Modern Handcrafted Stair

This was an unusual undertaking: a commission for a unique, artful and thoughtfully crafted spiral stair.

Project Details

Location:

Southern Maine

Structural Architects:

Will Winkelman, Winkelman

Builder:

Nate Holyoke Builders

Photography:

Jeff Roberts

Recognition

Design Concepts

The stair is for access to a sleeping loft in a small, multi-purpose, rustic, but refined barn. A delightful inspirational image was provided by the client of a hand-crafted spiral stair by an early-to-mid-century modernist furniture maker named Wharton Esherick, from Pennsylvania. 

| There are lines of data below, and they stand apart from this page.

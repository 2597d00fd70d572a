/*
 * Copyright (C) 2024 The Nanocloud Authors
 *
 * Licensed under the Apache License, Version 2.0 (the "License");
 * you may not use this file except in compliance with the License.
 * You may obtain a copy of the License at
 *
 * http://www.apache.org/licenses/LICENSE-2.0
 *
 * Unless required by applicable law or agreed to in writing, software
 * distributed under the License is distributed on an "AS IS" BASIS,
 * WITHOUT WARRANTIES OR CONDITIONS OF ANY KIND, either express or implied.
 * See the License for the specific language governing permissions and
 * limitations under the License.
 */


//! Idempotent provisioning of the logical topology: the distributed router
//! and join switch ([`cluster`]), per-node switches and management ports
//! ([`node`]), and per-node gateway routers ([`gateway`]).
//!
//! Every step looks a resource up before creating it and uses `--may-exist`
//! on creation, so any procedure can be re-run. A failing step aborts the
//! remaining chain and nothing is compensated.

pub mod cluster;
pub mod gateway;
pub mod management;
pub mod node;

pub use cluster::{ClusterParams, ClusterReport};
pub use gateway::{GatewayParams, GatewayReport, Uplink};
pub use management::HostPlatform;
pub use node::{NodeParams, NodeReport};

use crate::ovnstack::config::OverlayConfig;
use crate::ovnstack::error::{OverlayError, StepContext};
use crate::ovnstack::ipam::{bare_address, generate_mac, Cidr};
use crate::ovnstack::ovsdb::nbctl::{
    pair, quoted_addresses, LOAD_BALANCER, LOGICAL_ROUTER, LOGICAL_ROUTER_PORT, LOGICAL_SWITCH,
    LOGICAL_SWITCH_PORT,
};
use crate::ovnstack::ovsdb::{ControlPlaneDriver, DriverError, Northbound, SwitchDb};
use std::collections::HashSet;
use std::sync::Arc;

const CLUSTER_ROUTER_TAG: &str = "external_ids:k8s-cluster-router";
const CLUSTER_LB_TCP_TAG: &str = "external_ids:k8s-cluster-lb-tcp";
const CLUSTER_LB_UDP_TAG: &str = "external_ids:k8s-cluster-lb-udp";
const CONNECT_TO_JOIN_TAG: &str = "external_ids:connect_to_join";

/// Drives the provisioning procedures against one control-plane driver.
pub struct TopologyProvisioner {
    driver: Arc<dyn ControlPlaneDriver>,
    config: OverlayConfig,
}

/// The two east-west load balancers shared by every node switch.
#[derive(Clone, Debug, PartialEq, Eq)]
pub struct ClusterLoadBalancers {
    pub tcp: String,
    pub udp: String,
}

/// A router port after the ensure step.
struct RouterPort {
    mac: String,
    created: bool,
}

impl TopologyProvisioner {
    pub fn new(driver: Arc<dyn ControlPlaneDriver>, config: OverlayConfig) -> Self {
        TopologyProvisioner { driver, config }
    }

    pub fn config(&self) -> &OverlayConfig {
        &self.config
    }

    fn northbound(&self) -> Northbound<'_> {
        Northbound::new(self.driver.as_ref())
    }

    fn switch_db(&self) -> SwitchDb<'_> {
        SwitchDb::new(self.driver.as_ref())
    }

    fn driver(&self) -> &dyn ControlPlaneDriver {
        self.driver.as_ref()
    }

    /// The local switch database must know where the northbound database is.
    fn require_northbound(&self) -> Result<String, OverlayError> {
        self.switch_db()
            .system_external_id("ovn-nb")
            .step("read external_ids:ovn-nb")?
            .filter(|value| !value.is_empty())
            .ok_or_else(|| {
                OverlayError::config(
                    "OVN northbound database address is not set in external_ids:ovn-nb",
                )
            })
    }

    fn find_cluster_router(&self) -> Result<Option<String>, OverlayError> {
        self.northbound()
            .find_first(LOGICAL_ROUTER, "name", &[pair(CLUSTER_ROUTER_TAG, "yes")])
            .step("look up distributed router")
    }

    /// Name of the distributed router; fails when the cluster has not been
    /// bootstrapped or the join switch is missing.
    fn require_cluster(&self) -> Result<String, OverlayError> {
        let router = self.find_cluster_router()?.ok_or_else(|| {
            OverlayError::config("cluster not bootstrapped: no distributed router found")
        })?;
        let join = self
            .northbound()
            .find_first(
                LOGICAL_SWITCH,
                "name",
                &[pair("name", &self.config.join_switch)],
            )
            .step("look up join switch")?;
        if join.is_none() {
            return Err(OverlayError::config(format!(
                "cluster not bootstrapped: join switch '{}' missing",
                self.config.join_switch
            )));
        }
        Ok(router)
    }

    fn find_cluster_load_balancer(&self, tag: &str) -> Result<Option<String>, OverlayError> {
        self.northbound()
            .find_first(LOAD_BALANCER, "_uuid", &[pair(tag, "yes")])
            .step(format!("look up load balancer {tag}"))
    }

    fn require_cluster_load_balancers(&self) -> Result<ClusterLoadBalancers, OverlayError> {
        let missing = |proto: &str| {
            OverlayError::config(format!(
                "cluster not bootstrapped: {proto} east-west load balancer missing"
            ))
        };
        let tcp = self
            .find_cluster_load_balancer(CLUSTER_LB_TCP_TAG)?
            .ok_or_else(|| missing("tcp"))?;
        let udp = self
            .find_cluster_load_balancer(CLUSTER_LB_UDP_TAG)?
            .ok_or_else(|| missing("udp"))?;
        Ok(ClusterLoadBalancers { tcp, udp })
    }

    /// Looks the port up by name and creates it with a fresh MAC only when it
    /// is absent. `network` is evaluated on the creation path alone.
    fn ensure_router_port(
        &self,
        router: &str,
        port: &str,
        network: impl FnOnce() -> Result<String, OverlayError>,
        tags: &[String],
    ) -> Result<RouterPort, OverlayError> {
        let nb = self.northbound();
        if let Some(mac) = nb
            .get(LOGICAL_ROUTER_PORT, port, "mac")
            .step(format!("read MAC of router port {port}"))?
        {
            return Ok(RouterPort {
                mac,
                created: false,
            });
        }

        let mac = generate_mac();
        let network = network()?;
        let mut batch = nb
            .batch()
            .command(["--may-exist", "lrp-add", router, port, mac.as_str(), network.as_str()]);
        if !tags.is_empty() {
            let mut set = vec![
                "set".to_string(),
                LOGICAL_ROUTER_PORT.to_string(),
                port.to_string(),
            ];
            set.extend(tags.iter().cloned());
            batch = batch.command(set);
        }
        nb.apply(&batch)
            .step(format!("create router port {port} on {router}"))?;
        Ok(RouterPort { mac, created: true })
    }

    /// Switch-side peer of a router port, addressed with the router port's MAC.
    fn ensure_router_peer(
        &self,
        switch: &str,
        port: &str,
        router_port: &str,
        mac: &str,
    ) -> Result<(), OverlayError> {
        let nb = self.northbound();
        let batch = nb
            .batch()
            .command(["--may-exist", "lsp-add", switch, port])
            .command([
                "set".to_string(),
                LOGICAL_SWITCH_PORT.to_string(),
                port.to_string(),
                "type=router".to_string(),
                pair("options:router-port", router_port),
                quoted_addresses(mac),
            ]);
        nb.apply(&batch)
            .step(format!("connect switch port {port} on {switch} to {router_port}"))
            .map(|_| ())
    }

    /// Address of a join-connected router port, read back from the database.
    fn join_address_of(&self, port: &str) -> Result<Cidr, OverlayError> {
        let networks = self
            .northbound()
            .get_all(LOGICAL_ROUTER_PORT, port, "networks")
            .step(format!("read networks of {port}"))?;
        let first = networks.first().ok_or_else(|| {
            mandatory(
                format!("read networks of {port}"),
                format!("ovn-nbctl --if-exists get {LOGICAL_ROUTER_PORT} {port} networks"),
            )
        })?;
        Cidr::parse(first)
    }

    /// Bare addresses already held by join-connected router ports.
    fn join_addresses_in_use(&self) -> Result<HashSet<String>, OverlayError> {
        let reply = self
            .northbound()
            .find(
                LOGICAL_ROUTER_PORT,
                "networks",
                &[pair(CONNECT_TO_JOIN_TAG, "yes")],
            )
            .step("list join subnet addresses")?;
        Ok(reply
            .values()
            .map(bare_address)
            .filter(|value| !value.is_empty())
            .collect())
    }
}

/// A query that must return a value came back empty.
pub(crate) fn mandatory(step: impl Into<String>, command: String) -> OverlayError {
    OverlayError::control_plane(step, DriverError::Empty { command })
}

pub(crate) fn join_port_name(router: &str) -> String {
    format!("rtoj-{router}")
}

pub(crate) fn join_switch_port_name(router: &str) -> String {
    format!("jtor-{router}")
}

/// Validates a node name used to derive resource names.
pub(crate) fn require_node_name(node_name: &str) -> Result<&str, OverlayError> {
    let trimmed = node_name.trim();
    if trimmed.is_empty() {
        return Err(OverlayError::config("node name must not be empty"));
    }
    if trimmed.chars().any(|c| c.is_whitespace()) {
        return Err(OverlayError::config(format!(
            "node name '{trimmed}' must not contain whitespace"
        )));
    }
    Ok(trimmed)
}

pub(crate) fn parse_subnet(flag: &str, value: &str) -> Result<Cidr, OverlayError> {
    if value.trim().is_empty() {
        return Err(OverlayError::config(format!("--{flag} must not be empty")));
    }
    Cidr::parse(value)
        .map_err(|err| OverlayError::config(format!("--{flag}: {err}")))
}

The builder, or craftsman I should say, was Nate Holyoke, a builder with whom we have a history of collaboration and trust. Nate has a crew of gifted craftsmen who feed on the funky and unusual.  This design is the outcome of searching for the right compositional fit to this space where a stereotypical spiral stair assembly with a vertical center post didn’t feel right. Instead, the space felt like it wanted a horizontal composition, fit, and flow. From that decision evolved the stacked assembly of horizontal parts. Spinal analogies are fitting, with the stair made of organically formed vertebral parts, morphing as they ascended, building on a center, twisting spine.

Design Concepts

The Results

The builders made a one-half full-size model from pine timbers to study the relationship of the parts to each other, and to test their methodology of shaping and finishing each tread. The treads are made from glued-up salvaged white oak timbers, then shaped with chainsaws, grinders, and scrapers. The guardrail, a clean and simple insertion of glass (frameless, cantilevered from a concealed steel shoe), is fully inset into the timbers, minimizing visual competition with the wooden composition.

The handrail follows the natural path of travel and is wrapped with hand-stitched leather. The leather was formed around heat heat-shaped PVC pipe that has been filled with epoxy. Leather rings separate each tread or vertebra. This was a true collaboration of the trades: pen and paper with chainsaw and wood.